[Task input — start]

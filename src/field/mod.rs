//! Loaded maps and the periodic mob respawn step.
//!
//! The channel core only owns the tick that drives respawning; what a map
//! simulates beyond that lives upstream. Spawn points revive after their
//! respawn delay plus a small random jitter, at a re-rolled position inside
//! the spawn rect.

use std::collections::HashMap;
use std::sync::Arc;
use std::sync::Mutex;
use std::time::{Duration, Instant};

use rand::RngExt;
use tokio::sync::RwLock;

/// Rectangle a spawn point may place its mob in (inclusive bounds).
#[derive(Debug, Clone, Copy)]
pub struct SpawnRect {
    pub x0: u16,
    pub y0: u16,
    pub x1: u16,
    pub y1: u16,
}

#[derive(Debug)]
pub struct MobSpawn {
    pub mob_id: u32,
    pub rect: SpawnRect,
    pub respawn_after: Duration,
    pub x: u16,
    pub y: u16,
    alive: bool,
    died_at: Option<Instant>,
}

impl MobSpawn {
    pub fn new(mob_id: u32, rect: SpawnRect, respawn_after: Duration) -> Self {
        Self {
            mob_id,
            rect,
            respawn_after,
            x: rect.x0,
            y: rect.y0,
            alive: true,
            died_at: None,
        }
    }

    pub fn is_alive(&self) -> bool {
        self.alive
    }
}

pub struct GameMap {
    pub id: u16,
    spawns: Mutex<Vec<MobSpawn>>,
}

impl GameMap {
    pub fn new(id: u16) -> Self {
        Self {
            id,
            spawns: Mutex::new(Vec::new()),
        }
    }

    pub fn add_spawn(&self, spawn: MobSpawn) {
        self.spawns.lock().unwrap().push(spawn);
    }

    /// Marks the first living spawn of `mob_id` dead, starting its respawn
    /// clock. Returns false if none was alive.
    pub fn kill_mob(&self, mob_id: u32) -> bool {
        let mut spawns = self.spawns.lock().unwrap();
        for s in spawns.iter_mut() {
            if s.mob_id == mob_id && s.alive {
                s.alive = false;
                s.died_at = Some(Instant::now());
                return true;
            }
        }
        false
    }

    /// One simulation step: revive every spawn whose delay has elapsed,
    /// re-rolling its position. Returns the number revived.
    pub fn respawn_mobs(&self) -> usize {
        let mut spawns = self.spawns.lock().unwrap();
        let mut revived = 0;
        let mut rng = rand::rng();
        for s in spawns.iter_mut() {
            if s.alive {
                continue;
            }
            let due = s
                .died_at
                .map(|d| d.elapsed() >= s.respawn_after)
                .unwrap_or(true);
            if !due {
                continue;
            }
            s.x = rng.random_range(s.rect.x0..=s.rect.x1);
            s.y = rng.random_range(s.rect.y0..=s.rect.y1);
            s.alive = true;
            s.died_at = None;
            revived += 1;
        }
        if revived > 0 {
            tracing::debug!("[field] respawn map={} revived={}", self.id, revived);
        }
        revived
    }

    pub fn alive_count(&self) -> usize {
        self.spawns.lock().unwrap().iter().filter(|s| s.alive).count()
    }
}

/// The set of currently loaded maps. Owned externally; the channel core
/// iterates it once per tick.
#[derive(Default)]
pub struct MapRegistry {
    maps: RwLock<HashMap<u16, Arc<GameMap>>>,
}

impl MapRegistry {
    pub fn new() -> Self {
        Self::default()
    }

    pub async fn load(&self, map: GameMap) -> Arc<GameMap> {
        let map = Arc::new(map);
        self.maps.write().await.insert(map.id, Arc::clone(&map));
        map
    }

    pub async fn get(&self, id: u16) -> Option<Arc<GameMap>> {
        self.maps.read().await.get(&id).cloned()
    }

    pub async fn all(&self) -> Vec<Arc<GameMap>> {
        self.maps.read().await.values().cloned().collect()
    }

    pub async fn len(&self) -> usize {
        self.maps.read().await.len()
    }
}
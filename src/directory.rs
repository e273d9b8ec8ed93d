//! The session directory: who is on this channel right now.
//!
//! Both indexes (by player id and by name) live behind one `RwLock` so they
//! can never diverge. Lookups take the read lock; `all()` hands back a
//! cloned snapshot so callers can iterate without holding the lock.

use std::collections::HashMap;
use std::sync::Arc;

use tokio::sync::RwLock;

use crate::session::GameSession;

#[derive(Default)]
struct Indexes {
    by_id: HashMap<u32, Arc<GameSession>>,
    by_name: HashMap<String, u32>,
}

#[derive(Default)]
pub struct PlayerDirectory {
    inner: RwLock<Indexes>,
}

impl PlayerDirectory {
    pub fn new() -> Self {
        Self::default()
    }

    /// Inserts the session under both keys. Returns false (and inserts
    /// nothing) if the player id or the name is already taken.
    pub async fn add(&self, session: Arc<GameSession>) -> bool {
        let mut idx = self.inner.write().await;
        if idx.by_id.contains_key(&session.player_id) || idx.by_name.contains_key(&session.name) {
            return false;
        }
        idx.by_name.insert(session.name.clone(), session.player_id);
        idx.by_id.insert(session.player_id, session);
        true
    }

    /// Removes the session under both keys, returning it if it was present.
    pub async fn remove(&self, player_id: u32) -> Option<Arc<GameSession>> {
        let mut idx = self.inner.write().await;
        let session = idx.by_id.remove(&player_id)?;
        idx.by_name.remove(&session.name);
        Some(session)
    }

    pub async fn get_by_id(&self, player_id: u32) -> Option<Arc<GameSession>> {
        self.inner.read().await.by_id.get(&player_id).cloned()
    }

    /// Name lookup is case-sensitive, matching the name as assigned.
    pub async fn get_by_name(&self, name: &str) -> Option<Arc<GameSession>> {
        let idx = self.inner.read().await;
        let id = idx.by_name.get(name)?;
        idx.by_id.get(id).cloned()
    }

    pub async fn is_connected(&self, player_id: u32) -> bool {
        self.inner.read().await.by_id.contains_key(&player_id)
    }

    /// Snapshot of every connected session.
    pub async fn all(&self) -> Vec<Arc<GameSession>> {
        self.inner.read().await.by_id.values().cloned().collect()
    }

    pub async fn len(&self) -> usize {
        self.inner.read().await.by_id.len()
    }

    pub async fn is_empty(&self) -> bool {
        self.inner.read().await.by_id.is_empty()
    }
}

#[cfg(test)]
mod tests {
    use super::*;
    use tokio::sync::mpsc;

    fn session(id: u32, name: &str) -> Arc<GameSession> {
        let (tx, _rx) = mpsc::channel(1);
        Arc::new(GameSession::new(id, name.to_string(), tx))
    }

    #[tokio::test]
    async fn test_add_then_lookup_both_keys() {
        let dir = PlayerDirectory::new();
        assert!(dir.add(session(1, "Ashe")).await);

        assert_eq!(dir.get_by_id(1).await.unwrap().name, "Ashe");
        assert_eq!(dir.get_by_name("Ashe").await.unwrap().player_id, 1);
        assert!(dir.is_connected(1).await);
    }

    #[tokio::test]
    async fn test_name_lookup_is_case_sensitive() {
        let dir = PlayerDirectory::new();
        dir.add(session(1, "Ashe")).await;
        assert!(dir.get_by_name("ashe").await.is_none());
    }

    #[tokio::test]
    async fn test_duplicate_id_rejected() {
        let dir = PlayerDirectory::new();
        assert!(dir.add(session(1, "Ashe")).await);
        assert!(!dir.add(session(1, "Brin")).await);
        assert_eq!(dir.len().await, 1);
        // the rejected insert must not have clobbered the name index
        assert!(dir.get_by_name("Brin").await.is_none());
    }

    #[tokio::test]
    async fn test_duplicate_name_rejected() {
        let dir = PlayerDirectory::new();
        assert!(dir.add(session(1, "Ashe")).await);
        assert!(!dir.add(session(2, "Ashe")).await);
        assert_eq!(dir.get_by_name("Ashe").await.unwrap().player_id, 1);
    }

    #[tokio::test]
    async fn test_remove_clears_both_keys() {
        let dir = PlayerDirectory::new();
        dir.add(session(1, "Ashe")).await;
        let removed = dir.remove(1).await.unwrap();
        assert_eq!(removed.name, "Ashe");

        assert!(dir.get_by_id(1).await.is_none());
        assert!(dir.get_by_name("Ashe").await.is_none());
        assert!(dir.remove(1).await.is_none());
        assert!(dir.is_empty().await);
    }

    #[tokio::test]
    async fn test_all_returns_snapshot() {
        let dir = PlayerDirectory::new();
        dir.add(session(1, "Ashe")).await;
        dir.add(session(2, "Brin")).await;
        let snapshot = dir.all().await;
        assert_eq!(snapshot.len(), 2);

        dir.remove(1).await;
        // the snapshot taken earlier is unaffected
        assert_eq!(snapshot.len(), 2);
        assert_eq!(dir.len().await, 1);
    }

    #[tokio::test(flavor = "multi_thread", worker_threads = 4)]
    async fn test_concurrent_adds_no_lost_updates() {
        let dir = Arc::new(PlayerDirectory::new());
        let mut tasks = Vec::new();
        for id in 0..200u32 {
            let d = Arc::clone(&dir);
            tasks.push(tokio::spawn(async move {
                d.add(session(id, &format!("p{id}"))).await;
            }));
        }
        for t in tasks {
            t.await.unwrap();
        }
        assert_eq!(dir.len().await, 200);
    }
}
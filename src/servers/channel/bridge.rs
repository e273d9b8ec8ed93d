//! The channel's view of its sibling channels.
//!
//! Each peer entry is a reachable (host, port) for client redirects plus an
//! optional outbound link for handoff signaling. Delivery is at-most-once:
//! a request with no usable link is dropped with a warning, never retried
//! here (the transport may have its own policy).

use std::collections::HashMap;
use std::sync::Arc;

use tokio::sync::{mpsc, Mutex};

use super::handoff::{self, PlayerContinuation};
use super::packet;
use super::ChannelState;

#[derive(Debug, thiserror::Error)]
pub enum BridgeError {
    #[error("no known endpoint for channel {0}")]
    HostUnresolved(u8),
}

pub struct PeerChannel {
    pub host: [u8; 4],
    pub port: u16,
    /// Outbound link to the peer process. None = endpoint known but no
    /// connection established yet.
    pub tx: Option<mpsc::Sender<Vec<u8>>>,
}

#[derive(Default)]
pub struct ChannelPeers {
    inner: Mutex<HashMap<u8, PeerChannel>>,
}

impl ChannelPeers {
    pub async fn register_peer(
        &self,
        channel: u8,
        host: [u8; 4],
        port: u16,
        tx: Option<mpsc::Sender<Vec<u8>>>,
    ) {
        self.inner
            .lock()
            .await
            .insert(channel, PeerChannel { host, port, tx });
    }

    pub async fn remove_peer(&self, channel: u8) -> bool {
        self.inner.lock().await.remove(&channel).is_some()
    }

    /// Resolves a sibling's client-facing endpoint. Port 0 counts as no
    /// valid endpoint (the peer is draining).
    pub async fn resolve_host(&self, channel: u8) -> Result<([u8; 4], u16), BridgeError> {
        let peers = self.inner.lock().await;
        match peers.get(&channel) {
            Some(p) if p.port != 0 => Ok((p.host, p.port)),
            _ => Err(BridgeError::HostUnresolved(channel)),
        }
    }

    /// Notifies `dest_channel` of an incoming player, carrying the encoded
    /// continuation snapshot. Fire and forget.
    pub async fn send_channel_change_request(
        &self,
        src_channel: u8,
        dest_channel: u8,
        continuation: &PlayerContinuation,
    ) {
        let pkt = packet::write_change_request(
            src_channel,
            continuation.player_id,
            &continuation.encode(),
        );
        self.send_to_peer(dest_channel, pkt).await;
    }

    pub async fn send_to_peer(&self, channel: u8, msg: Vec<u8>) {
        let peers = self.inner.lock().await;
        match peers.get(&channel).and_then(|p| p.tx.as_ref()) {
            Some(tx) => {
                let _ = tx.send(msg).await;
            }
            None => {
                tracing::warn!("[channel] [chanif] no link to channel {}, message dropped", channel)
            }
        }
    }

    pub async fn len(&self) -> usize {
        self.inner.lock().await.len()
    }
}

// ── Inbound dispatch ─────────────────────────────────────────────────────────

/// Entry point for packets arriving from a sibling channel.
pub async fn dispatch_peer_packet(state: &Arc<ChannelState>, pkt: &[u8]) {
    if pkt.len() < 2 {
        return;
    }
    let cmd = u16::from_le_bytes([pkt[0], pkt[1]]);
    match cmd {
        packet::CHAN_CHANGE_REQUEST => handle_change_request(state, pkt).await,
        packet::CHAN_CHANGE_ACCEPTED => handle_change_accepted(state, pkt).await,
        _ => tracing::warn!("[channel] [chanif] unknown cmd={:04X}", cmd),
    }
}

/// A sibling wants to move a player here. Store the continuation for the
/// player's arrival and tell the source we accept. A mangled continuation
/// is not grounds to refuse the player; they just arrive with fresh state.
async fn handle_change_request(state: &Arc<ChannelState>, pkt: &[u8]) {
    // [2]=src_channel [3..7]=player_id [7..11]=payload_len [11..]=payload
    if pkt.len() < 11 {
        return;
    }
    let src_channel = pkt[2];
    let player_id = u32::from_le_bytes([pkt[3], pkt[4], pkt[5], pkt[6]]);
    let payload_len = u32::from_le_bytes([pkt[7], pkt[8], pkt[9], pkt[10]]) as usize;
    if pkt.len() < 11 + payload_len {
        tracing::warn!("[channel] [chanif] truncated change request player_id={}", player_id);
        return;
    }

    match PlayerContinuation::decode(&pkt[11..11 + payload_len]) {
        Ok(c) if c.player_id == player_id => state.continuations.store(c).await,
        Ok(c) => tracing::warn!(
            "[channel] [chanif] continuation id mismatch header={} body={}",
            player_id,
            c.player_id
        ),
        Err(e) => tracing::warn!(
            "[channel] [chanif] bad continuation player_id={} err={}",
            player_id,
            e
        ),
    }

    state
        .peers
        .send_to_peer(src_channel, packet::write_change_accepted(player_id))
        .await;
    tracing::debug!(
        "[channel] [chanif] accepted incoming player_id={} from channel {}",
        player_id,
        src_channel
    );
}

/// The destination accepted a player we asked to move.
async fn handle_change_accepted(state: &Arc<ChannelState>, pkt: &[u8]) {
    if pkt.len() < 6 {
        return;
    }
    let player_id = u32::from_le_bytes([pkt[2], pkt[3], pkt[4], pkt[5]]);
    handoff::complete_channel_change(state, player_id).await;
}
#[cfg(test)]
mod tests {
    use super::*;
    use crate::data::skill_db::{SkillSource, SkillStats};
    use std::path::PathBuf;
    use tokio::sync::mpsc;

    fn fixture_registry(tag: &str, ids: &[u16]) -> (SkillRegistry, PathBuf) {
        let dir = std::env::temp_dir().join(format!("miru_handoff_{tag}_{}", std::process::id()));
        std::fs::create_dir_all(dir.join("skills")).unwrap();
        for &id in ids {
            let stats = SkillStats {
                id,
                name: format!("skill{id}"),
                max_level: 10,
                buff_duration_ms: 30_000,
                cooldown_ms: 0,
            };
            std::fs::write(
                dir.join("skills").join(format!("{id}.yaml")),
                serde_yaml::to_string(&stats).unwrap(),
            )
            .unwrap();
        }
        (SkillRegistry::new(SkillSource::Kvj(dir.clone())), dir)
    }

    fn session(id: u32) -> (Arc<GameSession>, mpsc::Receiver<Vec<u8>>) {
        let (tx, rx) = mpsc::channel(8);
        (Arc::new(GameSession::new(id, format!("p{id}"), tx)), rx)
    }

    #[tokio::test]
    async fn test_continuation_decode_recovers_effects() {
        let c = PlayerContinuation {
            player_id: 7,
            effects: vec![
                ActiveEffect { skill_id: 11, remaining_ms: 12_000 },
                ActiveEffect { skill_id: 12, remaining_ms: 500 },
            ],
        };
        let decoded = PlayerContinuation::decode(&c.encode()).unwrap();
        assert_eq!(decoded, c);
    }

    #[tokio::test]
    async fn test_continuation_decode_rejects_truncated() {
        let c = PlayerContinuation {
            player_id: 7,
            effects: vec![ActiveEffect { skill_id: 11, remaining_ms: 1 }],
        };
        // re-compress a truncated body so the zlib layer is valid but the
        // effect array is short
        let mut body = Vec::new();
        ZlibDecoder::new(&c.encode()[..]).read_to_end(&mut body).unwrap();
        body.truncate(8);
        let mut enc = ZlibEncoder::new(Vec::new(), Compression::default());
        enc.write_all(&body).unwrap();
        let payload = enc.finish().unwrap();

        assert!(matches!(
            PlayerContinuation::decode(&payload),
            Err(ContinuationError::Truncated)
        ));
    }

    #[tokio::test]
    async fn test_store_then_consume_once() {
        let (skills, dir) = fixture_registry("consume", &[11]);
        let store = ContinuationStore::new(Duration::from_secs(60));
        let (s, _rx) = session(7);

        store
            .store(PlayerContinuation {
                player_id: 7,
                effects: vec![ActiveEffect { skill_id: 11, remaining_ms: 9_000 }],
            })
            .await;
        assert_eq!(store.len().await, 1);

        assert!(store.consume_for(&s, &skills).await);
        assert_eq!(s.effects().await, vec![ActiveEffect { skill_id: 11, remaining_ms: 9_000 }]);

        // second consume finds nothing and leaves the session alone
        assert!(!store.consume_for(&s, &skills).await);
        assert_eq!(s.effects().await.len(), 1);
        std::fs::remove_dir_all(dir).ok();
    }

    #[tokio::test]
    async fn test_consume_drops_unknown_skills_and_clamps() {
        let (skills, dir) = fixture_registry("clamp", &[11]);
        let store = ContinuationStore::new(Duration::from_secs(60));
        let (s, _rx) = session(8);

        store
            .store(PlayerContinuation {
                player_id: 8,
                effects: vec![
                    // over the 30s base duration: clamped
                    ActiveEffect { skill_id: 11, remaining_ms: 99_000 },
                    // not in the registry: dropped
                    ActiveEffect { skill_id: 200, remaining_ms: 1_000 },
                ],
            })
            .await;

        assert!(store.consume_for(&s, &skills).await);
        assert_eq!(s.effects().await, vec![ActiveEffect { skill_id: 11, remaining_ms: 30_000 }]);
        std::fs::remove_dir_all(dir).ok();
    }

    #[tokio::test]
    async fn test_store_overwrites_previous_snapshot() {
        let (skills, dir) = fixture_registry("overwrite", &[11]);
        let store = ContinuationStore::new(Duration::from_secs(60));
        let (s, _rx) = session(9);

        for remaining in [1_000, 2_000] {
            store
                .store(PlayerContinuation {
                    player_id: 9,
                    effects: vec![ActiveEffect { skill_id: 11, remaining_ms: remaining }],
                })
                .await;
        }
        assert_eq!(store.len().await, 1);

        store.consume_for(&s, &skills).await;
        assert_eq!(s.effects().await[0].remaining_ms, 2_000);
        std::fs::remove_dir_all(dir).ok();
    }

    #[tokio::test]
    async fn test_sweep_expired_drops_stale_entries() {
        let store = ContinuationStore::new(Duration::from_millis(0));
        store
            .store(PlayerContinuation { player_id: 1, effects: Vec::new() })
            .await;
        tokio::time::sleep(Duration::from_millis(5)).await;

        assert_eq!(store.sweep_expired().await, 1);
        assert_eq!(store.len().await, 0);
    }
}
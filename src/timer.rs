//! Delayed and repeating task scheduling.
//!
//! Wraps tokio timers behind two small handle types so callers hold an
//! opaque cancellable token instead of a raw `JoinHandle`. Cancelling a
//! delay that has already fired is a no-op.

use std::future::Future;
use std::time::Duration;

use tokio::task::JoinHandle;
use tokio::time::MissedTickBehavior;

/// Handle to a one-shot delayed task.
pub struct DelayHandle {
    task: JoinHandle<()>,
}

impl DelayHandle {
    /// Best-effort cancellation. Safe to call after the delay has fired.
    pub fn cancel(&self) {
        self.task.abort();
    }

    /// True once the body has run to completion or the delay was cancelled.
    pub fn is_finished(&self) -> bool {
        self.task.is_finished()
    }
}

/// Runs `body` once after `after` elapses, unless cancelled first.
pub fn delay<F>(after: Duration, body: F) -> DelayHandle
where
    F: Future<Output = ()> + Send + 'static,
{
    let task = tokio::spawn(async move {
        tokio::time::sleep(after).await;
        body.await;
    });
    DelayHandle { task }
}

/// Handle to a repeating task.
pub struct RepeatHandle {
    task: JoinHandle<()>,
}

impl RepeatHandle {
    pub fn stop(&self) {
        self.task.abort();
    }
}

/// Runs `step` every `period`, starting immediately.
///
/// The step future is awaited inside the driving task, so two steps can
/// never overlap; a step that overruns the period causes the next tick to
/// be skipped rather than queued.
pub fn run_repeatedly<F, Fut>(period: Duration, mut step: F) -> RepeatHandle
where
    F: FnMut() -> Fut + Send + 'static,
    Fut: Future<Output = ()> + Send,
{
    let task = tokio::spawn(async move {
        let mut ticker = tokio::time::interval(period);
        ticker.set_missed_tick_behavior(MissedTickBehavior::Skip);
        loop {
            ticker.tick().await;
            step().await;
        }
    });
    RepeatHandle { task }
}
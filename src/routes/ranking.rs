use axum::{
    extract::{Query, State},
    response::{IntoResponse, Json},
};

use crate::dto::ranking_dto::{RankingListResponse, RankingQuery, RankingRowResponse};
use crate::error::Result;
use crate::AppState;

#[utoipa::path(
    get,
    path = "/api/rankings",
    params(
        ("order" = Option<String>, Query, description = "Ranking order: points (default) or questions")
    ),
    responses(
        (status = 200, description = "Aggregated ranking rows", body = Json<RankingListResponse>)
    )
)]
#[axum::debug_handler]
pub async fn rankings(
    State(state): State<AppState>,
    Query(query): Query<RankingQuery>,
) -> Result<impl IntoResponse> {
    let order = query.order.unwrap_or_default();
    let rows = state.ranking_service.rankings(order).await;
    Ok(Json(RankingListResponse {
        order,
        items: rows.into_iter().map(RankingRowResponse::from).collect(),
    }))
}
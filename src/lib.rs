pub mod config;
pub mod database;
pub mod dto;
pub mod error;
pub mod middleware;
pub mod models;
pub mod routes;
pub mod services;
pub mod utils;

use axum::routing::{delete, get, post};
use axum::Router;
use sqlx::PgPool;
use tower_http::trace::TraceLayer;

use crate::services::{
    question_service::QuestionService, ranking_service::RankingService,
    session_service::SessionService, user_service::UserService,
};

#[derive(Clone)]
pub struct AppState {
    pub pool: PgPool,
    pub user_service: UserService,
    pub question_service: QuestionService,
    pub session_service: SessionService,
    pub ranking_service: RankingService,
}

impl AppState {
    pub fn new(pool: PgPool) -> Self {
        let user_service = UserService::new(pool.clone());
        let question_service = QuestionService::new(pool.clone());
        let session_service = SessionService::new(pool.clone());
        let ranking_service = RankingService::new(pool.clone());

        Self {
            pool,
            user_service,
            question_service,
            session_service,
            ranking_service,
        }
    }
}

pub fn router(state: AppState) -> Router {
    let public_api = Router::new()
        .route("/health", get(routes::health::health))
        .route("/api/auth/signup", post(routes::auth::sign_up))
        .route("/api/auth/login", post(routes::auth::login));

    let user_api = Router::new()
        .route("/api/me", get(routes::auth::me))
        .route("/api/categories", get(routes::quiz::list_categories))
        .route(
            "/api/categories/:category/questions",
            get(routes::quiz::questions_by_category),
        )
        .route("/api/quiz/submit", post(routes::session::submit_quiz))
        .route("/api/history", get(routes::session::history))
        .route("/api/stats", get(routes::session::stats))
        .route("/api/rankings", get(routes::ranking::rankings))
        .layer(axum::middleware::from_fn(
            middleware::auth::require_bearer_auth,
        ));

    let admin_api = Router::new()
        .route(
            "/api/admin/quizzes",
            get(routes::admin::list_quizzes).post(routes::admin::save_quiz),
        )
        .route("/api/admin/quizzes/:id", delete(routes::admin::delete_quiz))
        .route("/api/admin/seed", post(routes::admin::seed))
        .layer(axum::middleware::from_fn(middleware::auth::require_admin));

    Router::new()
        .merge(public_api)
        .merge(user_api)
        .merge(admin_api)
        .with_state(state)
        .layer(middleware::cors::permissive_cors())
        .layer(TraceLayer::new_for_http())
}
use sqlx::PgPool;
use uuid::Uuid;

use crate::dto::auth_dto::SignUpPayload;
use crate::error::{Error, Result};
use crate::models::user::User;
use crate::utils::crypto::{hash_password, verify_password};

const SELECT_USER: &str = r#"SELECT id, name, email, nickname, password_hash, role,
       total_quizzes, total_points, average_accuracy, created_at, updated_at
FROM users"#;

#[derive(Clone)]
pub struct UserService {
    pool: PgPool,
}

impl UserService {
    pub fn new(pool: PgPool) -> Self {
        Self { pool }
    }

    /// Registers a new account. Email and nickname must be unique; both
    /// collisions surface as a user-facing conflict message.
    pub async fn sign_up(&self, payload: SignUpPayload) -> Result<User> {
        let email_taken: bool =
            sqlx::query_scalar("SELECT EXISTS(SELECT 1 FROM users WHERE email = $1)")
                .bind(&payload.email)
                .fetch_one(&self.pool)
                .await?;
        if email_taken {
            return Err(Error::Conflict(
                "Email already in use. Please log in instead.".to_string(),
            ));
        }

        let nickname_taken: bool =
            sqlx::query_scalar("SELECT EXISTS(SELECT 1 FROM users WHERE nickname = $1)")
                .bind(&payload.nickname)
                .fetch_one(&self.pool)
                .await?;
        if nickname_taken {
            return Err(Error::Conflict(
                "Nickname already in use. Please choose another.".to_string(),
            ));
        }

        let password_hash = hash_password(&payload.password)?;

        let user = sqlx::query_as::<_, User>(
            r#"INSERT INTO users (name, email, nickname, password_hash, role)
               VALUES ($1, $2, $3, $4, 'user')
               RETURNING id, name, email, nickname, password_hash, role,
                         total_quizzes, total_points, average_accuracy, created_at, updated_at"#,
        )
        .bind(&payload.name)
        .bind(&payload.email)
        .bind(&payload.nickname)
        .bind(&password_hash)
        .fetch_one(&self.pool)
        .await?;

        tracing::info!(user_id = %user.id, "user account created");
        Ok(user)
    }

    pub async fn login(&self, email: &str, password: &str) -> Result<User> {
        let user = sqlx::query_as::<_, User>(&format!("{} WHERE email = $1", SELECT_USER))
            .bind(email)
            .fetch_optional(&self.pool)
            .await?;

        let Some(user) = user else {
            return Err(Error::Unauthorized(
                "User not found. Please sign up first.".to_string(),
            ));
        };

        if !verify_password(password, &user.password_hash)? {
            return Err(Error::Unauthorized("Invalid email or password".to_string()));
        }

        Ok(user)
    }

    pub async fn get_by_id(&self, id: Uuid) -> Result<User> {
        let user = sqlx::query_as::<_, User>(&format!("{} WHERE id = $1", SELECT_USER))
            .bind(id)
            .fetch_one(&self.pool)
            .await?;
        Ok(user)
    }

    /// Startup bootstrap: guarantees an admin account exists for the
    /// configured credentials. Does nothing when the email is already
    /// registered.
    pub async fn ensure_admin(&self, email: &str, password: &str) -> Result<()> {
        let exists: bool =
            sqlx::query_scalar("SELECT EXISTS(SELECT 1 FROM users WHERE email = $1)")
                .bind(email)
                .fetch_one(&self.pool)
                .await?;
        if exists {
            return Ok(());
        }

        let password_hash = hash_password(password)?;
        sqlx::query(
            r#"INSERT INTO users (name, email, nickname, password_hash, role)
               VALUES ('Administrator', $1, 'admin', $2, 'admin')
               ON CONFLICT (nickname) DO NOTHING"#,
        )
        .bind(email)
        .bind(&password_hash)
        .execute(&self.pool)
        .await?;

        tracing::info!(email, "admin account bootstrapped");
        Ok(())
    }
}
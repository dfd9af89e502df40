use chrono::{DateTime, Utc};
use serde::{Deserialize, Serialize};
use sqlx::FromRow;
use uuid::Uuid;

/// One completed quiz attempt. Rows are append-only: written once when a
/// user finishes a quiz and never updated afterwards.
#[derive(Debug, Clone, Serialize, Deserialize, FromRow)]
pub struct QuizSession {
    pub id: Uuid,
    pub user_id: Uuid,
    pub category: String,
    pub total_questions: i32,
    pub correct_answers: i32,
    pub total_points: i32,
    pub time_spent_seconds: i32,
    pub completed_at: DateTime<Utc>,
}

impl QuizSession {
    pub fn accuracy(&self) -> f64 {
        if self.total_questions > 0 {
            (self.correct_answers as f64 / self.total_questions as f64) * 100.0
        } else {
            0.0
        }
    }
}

[Task input — finish]

*Problem description*: From the entries above, copy each line that holds "GameMap".

*Task answer*:
pub struct GameMap {
impl GameMap {
    maps: RwLock<HashMap<u16, Arc<GameMap>>>,
    pub async fn load(&self, map: GameMap) -> Arc<GameMap> {
    pub async fn get(&self, id: u16) -> Option<Arc<GameMap>> {
    pub async fn all(&self) -> Vec<Arc<GameMap>> {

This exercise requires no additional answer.